Chart 2.—Chart showing persistence of high blood pressure and of albumen in the urine, after delivery, in nephritic toxemia with convulsions.
But during the puerperium, the differential diagnosis may be made, for in eclampsia the blood pressure falls rapidly to normal and the casts and albumen disappear from the urine in from two to four weeks. In nephritic toxemia, on the other hand, although the blood pressure falls somewhat, and the albumen decreases in amount as the patient’s general condition improves, by the end of the puerperium the blood pressure is still elevated and casts and albumen are still present in the urine.
In eclamptic cases that come to autopsy, there is a typical, peripheral necrosis of the liver, but in nephritic toxemia there is no liver lesion.
Acute Yellow Atrophy of the Liver is one of the grave but very rare toxemias of pregnancy and though it may occur at any stage it usually appears during the latter part of pregnancy or during the puerperium. This complicating condition is not peculiar to pregnancy alone, although from forty to sixty per cent. of the cases which occur are in pregnant women.
The symptoms, which sometimes come on suddenly in a woman who previously has been entirely well, may suggest phosphorus poisoning. They are abdominal pain, headache, vomiting, and diarrhea followed in some cases by coma and convulsions, and in others by violent delirium. With these symptoms are jaundice and a diminished amount of urine, which contains albumen, casts, and usually a good deal of blood.

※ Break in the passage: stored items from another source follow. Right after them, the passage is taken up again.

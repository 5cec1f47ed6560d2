//! Newtype ids for catalog items, users and persisted sales.
//!
//! Every id the backend hands out is an `i32` key. Wrapping each one in its
//! own type keeps an item id from ever being used where a user id belongs.

/// Define an `i32`-backed id newtype.
///
/// The generated type is `Copy`, hashable and ordered, serializes as a bare
/// integer, and (with the `postgres` feature) maps onto an `INTEGER` column.
///
/// # Example
///
/// ```rust
/// # use techshack_core::define_id;
/// define_id!(ShiftId);
///
/// let shift = ShiftId::new(7);
/// assert_eq!(shift.as_i32(), 7);
/// assert_eq!(shift.to_string(), "7");
/// ```
#[macro_export]
macro_rules! define_id {
    ($name:ident) => {
        #[derive(
            Debug,
            Clone,
            Copy,
            PartialEq,
            Eq,
            PartialOrd,
            Ord,
            Hash,
            ::serde::Serialize,
            ::serde::Deserialize
        )]
        #[cfg_attr(feature = "postgres", derive(::sqlx::Type), sqlx(transparent))]
        #[serde(transparent)]
        pub struct $name(i32);

        impl $name {
            /// Wrap a raw key.
            #[must_use]
            pub const fn new(id: i32) -> Self {
                Self(id)
            }

            /// The raw key.
            #[must_use]
            pub const fn as_i32(&self) -> i32 {
                self.0
            }
        }

        impl ::core::fmt::Display for $name {
            fn fmt(&self, f: &mut ::core::fmt::Formatter<'_>) -> ::core::fmt::Result {
                write!(f, "{}", self.0)
            }
        }

        impl From<i32> for $name {
            fn from(id: i32) -> Self {
                Self(id)
            }
        }

        impl From<$name> for i32 {
            fn from(id: $name) -> Self {
                id.0
            }
        }
    };
}

define_id!(ItemId);
define_id!(UserId);
define_id!(SaleNo);

#[cfg(test)]
mod tests {
    use super::*;

    #[test]
    fn test_id_serializes_as_bare_integer() {
        let json = serde_json::to_string(&ItemId::new(42)).expect("serialize");
        assert_eq!(json, "42");

        let id: UserId = serde_json::from_str("17").expect("deserialize");
        assert_eq!(id, UserId::new(17));
    }

    #[test]
    fn test_id_ordering_follows_raw_key() {
        assert!(SaleNo::new(1000) < SaleNo::new(1001));
    }

    #[cfg(feature = "postgres")]
    #[test]
    fn test_id_maps_onto_integer_column() {
        use sqlx::{Postgres, Type};

        let int4 = <i32 as Type<Postgres>>::type_info();
        assert!(<SaleNo as Type<Postgres>>::compatible(&int4));
        assert_eq!(<UserId as Type<Postgres>>::type_info(), int4);
    }
}
//! Catalog items offered at the register.

use serde::{Deserialize, Serialize};

use super::{ItemId, Price};

/// An item the register can sell.
///
/// Reference data: fetched once when the register loads and never mutated
/// by the client. Field names follow the backend's JSON.
#[derive(Debug, Clone, PartialEq, Eq, Serialize, Deserialize)]
pub struct CatalogItem {
    /// Catalog key.
    #[serde(rename = "item_id")]
    pub id: ItemId,
    /// Human-readable description, also printed on receipts and sale records.
    #[serde(rename = "item_description")]
    pub description: String,
    /// Unit price.
    pub price: Price,
}

impl CatalogItem {
    /// Create a catalog item.
    #[must_use]
    pub fn new(id: ItemId, description: impl Into<String>, price: Price) -> Self {
        Self {
            id,
            description: description.into(),
            price,
        }
    }
}

#[cfg(test)]
mod tests {
    use super::*;

    #[test]
    fn test_catalog_item_wire_names() {
        let json = r#"{"item_id": 3, "item_description": "USB cable", "price": 4.5}"#;
        let item: CatalogItem = serde_json::from_str(json).expect("deserialize");

        assert_eq!(item.id, ItemId::new(3));
        assert_eq!(item.description, "USB cable");
        assert_eq!(item.price, Price::from_cents(450));
    }
}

The picture is practically that of pernicious vomiting plus jaundice and pain.
Little is known of the ultimate cause of the disease, but it produces rapid atrophic and degenerative changes in the liver, and though mild cases sometimes recover, the outcome is usually fatal. It was formerly thought that the termination of pregnancy virtually cured the condition, but the present belief is that delivery produces little or no effect. The tendency now, therefore, is simply to employ the same kind of eliminative treatment that is used in eclampsia.

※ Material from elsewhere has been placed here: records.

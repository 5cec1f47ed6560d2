//! Sortable, selectable, paginated view over a list of records.
//!
//! [`TableController`] owns the records it shows and the view state around
//! them: sort column and direction, selected ids, page index and page size.
//! It is generic over [`TableRecord`], so the same controller drives any
//! record type with an id and comparable columns.

mod page;
mod sort;

use std::cmp::Ordering;
use std::collections::HashSet;
use std::fmt;
use std::hash::Hash;

use tracing::debug;

use crate::error::ValidationError;

pub use page::{PageSlice, page_count, visible_slice};
pub use sort::{SortDirection, sorted_view};

/// Page sizes offered to the operator.
pub const PAGE_SIZE_OPTIONS: [usize; 3] = [5, 10, 25];

/// Page size a new table starts with.
pub const DEFAULT_PAGE_SIZE: usize = 5;

/// A row type the table can show.
pub trait TableRecord {
    /// Stable identity, used for selection.
    type Id: Clone + Eq + Ord + Hash + fmt::Debug;
    /// Sortable column.
    type Column: Copy + Eq + fmt::Debug;

    fn id(&self) -> Self::Id;

    /// Compare two records on one column, ascending.
    fn compare(&self, other: &Self, column: Self::Column) -> Ordering;
}

/// State of the header "select all" checkbox.
#[derive(Debug, Clone, Copy, PartialEq, Eq)]
pub enum SelectAllState {
    /// Nothing selected.
    None,
    /// Some but not all records selected (indeterminate).
    Some,
    /// Every record selected.
    All,
}

/// View state of a table, independent of its records.
#[derive(Debug, Clone, PartialEq, Eq)]
pub struct TableViewState<C, I: Eq + Hash> {
    pub sort_key: C,
    pub sort_direction: SortDirection,
    pub selected: HashSet<I>,
    pub page_index: usize,
    pub page_size: usize,
}

/// Records plus the view state the operator manipulates.
pub struct TableController<R: TableRecord> {
    records: Vec<R>,
    state: TableViewState<R::Column, R::Id>,
}

impl<R: TableRecord> fmt::Debug for TableController<R> {
    fn fmt(&self, f: &mut fmt::Formatter<'_>) -> fmt::Result {
        f.debug_struct("TableController")
            .field("records", &self.records.len())
            .field("state", &self.state)
            .finish()
    }
}

impl<R: TableRecord> TableController<R> {
    /// Empty table sorted ascending by `sort_key`, first page, default size.
    #[must_use]
    pub fn new(sort_key: R::Column) -> Self {
        Self {
            records: Vec::new(),
            state: TableViewState {
                sort_key,
                sort_direction: SortDirection::Asc,
                selected: HashSet::new(),
                page_index: 0,
                page_size: DEFAULT_PAGE_SIZE,
            },
        }
    }

    /// Records in load order.
    #[must_use]
    pub fn records(&self) -> &[R] {
        &self.records
    }

    /// Current view state.
    #[must_use]
    pub const fn state(&self) -> &TableViewState<R::Column, R::Id> {
        &self.state
    }

    /// Look up a record by id.
    pub fn find(&self, id: &R::Id) -> Option<&R> {
        self.records.iter().find(|record| &record.id() == id)
    }

    /// Swap in a freshly fetched record set.
    ///
    /// Selection is cleared, since ids may no longer exist, and the page index
    /// is pulled back onto the last page if the set shrank.
    pub fn replace_records(&mut self, records: Vec<R>) {
        self.records = records;
        self.state.selected.clear();
        self.state.page_index = self.state.page_index.min(self.last_page());
        debug!(
            count = self.records.len(),
            page_index = self.state.page_index,
            "Table records replaced"
        );
    }

    /// Sort by `column`: flips direction if it is already the sort column,
    /// otherwise switches to it ascending.
    pub fn request_sort(&mut self, column: R::Column) {
        if self.state.sort_key == column {
            self.state.sort_direction = self.state.sort_direction.toggled();
        } else {
            self.state.sort_key = column;
            self.state.sort_direction = SortDirection::Asc;
        }
    }

    #[must_use]
    pub const fn sort_key(&self) -> R::Column {
        self.state.sort_key
    }

    #[must_use]
    pub const fn sort_direction(&self) -> SortDirection {
        self.state.sort_direction
    }

    /// All records in the current sort order.
    #[must_use]
    pub fn sorted_view(&self) -> Vec<&R> {
        sorted_view(&self.records, self.state.sort_key, self.state.sort_direction)
    }

    /// Select every record, or clear the selection.
    pub fn toggle_select_all(&mut self, checked: bool) {
        if checked {
            self.state.selected = self.records.iter().map(R::id).collect();
        } else {
            self.state.selected.clear();
        }
    }

    /// Flip one id's membership. Returns whether it is now selected.
    ///
    /// Ids with no matching record are ignored, so the selection is always a
    /// subset of the records.
    pub fn toggle_select(&mut self, id: R::Id) -> bool {
        if self.state.selected.remove(&id) {
            return false;
        }
        if self.find(&id).is_none() {
            debug!(?id, "Ignoring selection of unknown record");
            return false;
        }
        self.state.selected.insert(id);
        true
    }

    #[must_use]
    pub fn is_selected(&self, id: &R::Id) -> bool {
        self.state.selected.contains(id)
    }

    #[must_use]
    pub fn selected_count(&self) -> usize {
        self.state.selected.len()
    }

    /// Selected ids in ascending order.
    #[must_use]
    pub fn selected_ids(&self) -> Vec<R::Id> {
        let mut ids: Vec<R::Id> = self.state.selected.iter().cloned().collect();
        ids.sort();
        ids
    }

    #[must_use]
    pub fn select_all_state(&self) -> SelectAllState {
        let selected = self.state.selected.len();
        if selected == 0 {
            SelectAllState::None
        } else if selected == self.records.len() {
            SelectAllState::All
        } else {
            SelectAllState::Some
        }
    }

    /// Go to page `index`, clamped to the last page.
    pub fn set_page(&mut self, index: usize) {
        self.state.page_index = index.min(self.last_page());
    }

    /// Change the page size and go back to the first page.
    ///
    /// # Errors
    ///
    /// `InvalidPageSize` for zero.
    pub fn set_page_size(&mut self, page_size: usize) -> Result<(), ValidationError> {
        if page_size == 0 {
            return Err(ValidationError::InvalidPageSize);
        }
        self.state.page_size = page_size;
        self.state.page_index = 0;
        Ok(())
    }

    #[must_use]
    pub const fn page_index(&self) -> usize {
        self.state.page_index
    }

    #[must_use]
    pub const fn page_size(&self) -> usize {
        self.state.page_size
    }

    #[must_use]
    pub fn page_count(&self) -> usize {
        page_count(self.records.len(), self.state.page_size)
    }

    fn last_page(&self) -> usize {
        self.page_count().saturating_sub(1)
    }

    /// The current page of an already sorted sequence.
    pub fn visible_slice<T>(&self, sorted: Vec<T>) -> PageSlice<T> {
        visible_slice(sorted, self.state.page_index, self.state.page_size)
    }

    /// The current page of records in the current sort order.
    #[must_use]
    pub fn visible_page(&self) -> PageSlice<&R> {
        self.visible_slice(self.sorted_view())
    }
}

#[cfg(test)]
#[allow(clippy::unwrap_used)]
mod tests {
    use super::*;

    #[derive(Debug, Clone, Copy, PartialEq, Eq)]
    enum Col {
        Id,
        Name,
    }

    #[derive(Debug, Clone, PartialEq, Eq)]
    struct Row {
        id: u32,
        name: String,
    }

    impl TableRecord for Row {
        type Id = u32;
        type Column = Col;

        fn id(&self) -> u32 {
            self.id
        }

        fn compare(&self, other: &Self, column: Col) -> Ordering {
            match column {
                Col::Id => self.id.cmp(&other.id),
                Col::Name => self.name.cmp(&other.name),
            }
        }
    }

    fn rows(n: u32) -> Vec<Row> {
        (1..=n)
            .map(|id| Row {
                id,
                name: format!("user{:02}", 100 - id),
            })
            .collect()
    }

    fn table(n: u32) -> TableController<Row> {
        let mut table = TableController::new(Col::Id);
        table.replace_records(rows(n));
        table
    }

    fn page_ids(table: &TableController<Row>) -> Vec<u32> {
        table.visible_page().rows.iter().map(|r| r.id).collect()
    }

    #[test]
    fn test_defaults() {
        let table = table(3);
        assert_eq!(table.sort_key(), Col::Id);
        assert_eq!(table.sort_direction(), SortDirection::Asc);
        assert_eq!(table.page_size(), DEFAULT_PAGE_SIZE);
        assert_eq!(table.page_index(), 0);
        assert!(PAGE_SIZE_OPTIONS.contains(&table.page_size()));
    }

    #[test]
    fn test_request_sort_toggles_then_switches() {
        let mut table = table(3);

        table.request_sort(Col::Id);
        assert_eq!(table.sort_direction(), SortDirection::Desc);
        assert_eq!(page_ids(&table), vec![3, 2, 1]);

        table.request_sort(Col::Id);
        assert_eq!(table.sort_direction(), SortDirection::Asc);

        table.request_sort(Col::Name);
        assert_eq!(table.sort_key(), Col::Name);
        assert_eq!(table.sort_direction(), SortDirection::Asc);
        assert_eq!(page_ids(&table), vec![3, 2, 1]);
    }

    #[test]
    fn test_twelve_rows_page_three_of_five() {
        let mut table = table(12);
        table.set_page(2);

        let page = table.visible_page();
        assert_eq!(page.rows.len(), 2);
        assert_eq!(page.empty_rows, 3);
        assert_eq!(table.page_count(), 3);
    }

    #[test]
    fn test_set_page_clamps() {
        let mut table = table(12);
        table.set_page(9);
        assert_eq!(table.page_index(), 2);
    }

    #[test]
    fn test_set_page_size_resets_page() {
        let mut table = table(30);
        table.set_page(3);
        table.set_page_size(10).unwrap();

        assert_eq!(table.page_index(), 0);
        assert_eq!(page_ids(&table), (1..=10).collect::<Vec<_>>());
        assert_eq!(
            table.set_page_size(0),
            Err(ValidationError::InvalidPageSize)
        );
        assert_eq!(table.page_size(), 10);
    }

    #[test]
    fn test_select_all_then_refresh_clears_selection() {
        let mut table = table(4);
        table.toggle_select_all(true);
        assert_eq!(table.selected_count(), 4);
        assert_eq!(table.select_all_state(), SelectAllState::All);

        table.replace_records(rows(6));

        assert_eq!(table.selected_count(), 0);
        assert_eq!(table.select_all_state(), SelectAllState::None);
    }

    #[test]
    fn test_toggle_select() {
        let mut table = table(4);

        assert!(table.toggle_select(2));
        assert!(table.toggle_select(4));
        assert!(table.is_selected(&2));
        assert_eq!(table.select_all_state(), SelectAllState::Some);
        assert_eq!(table.selected_ids(), vec![2, 4]);

        assert!(!table.toggle_select(2));
        assert!(!table.is_selected(&2));
        assert_eq!(table.selected_count(), 1);

        table.toggle_select_all(false);
        assert_eq!(table.selected_count(), 0);
    }

    #[test]
    fn test_unknown_id_is_not_selected() {
        let mut table = table(2);

        assert!(!table.toggle_select(9));
        assert!(table.toggle_select(1));

        assert!(!table.is_selected(&9));
        assert_eq!(table.selected_count(), 1);
        assert_eq!(table.select_all_state(), SelectAllState::Some);
    }

    #[test]
    fn test_refresh_clamps_page_index() {
        let mut table = table(12);
        table.set_page(2);

        table.replace_records(rows(6));
        assert_eq!(table.page_index(), 1);
        assert_eq!(page_ids(&table), vec![6]);

        table.replace_records(Vec::new());
        assert_eq!(table.page_index(), 0);
        assert_eq!(table.visible_page().empty_rows, DEFAULT_PAGE_SIZE);
    }

    #[test]
    fn test_find_by_id() {
        let table = table(3);
        assert_eq!(table.find(&2).map(|r| r.name.as_str()), Some("user98"));
        assert!(table.find(&7).is_none());
    }
}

Among the more serious complications of pregnancy, which are not due to that condition, but which it is important to recognize and treat early, may be included syphilis, heart lesions, pulmonary tuberculosis, thyroidism, gonorrhea and pyelitis.
“Syphilis is one of the most important complications of pregnancy,” in the opinion of Dr. Williams, “as it is the most important single cause of fetal death.”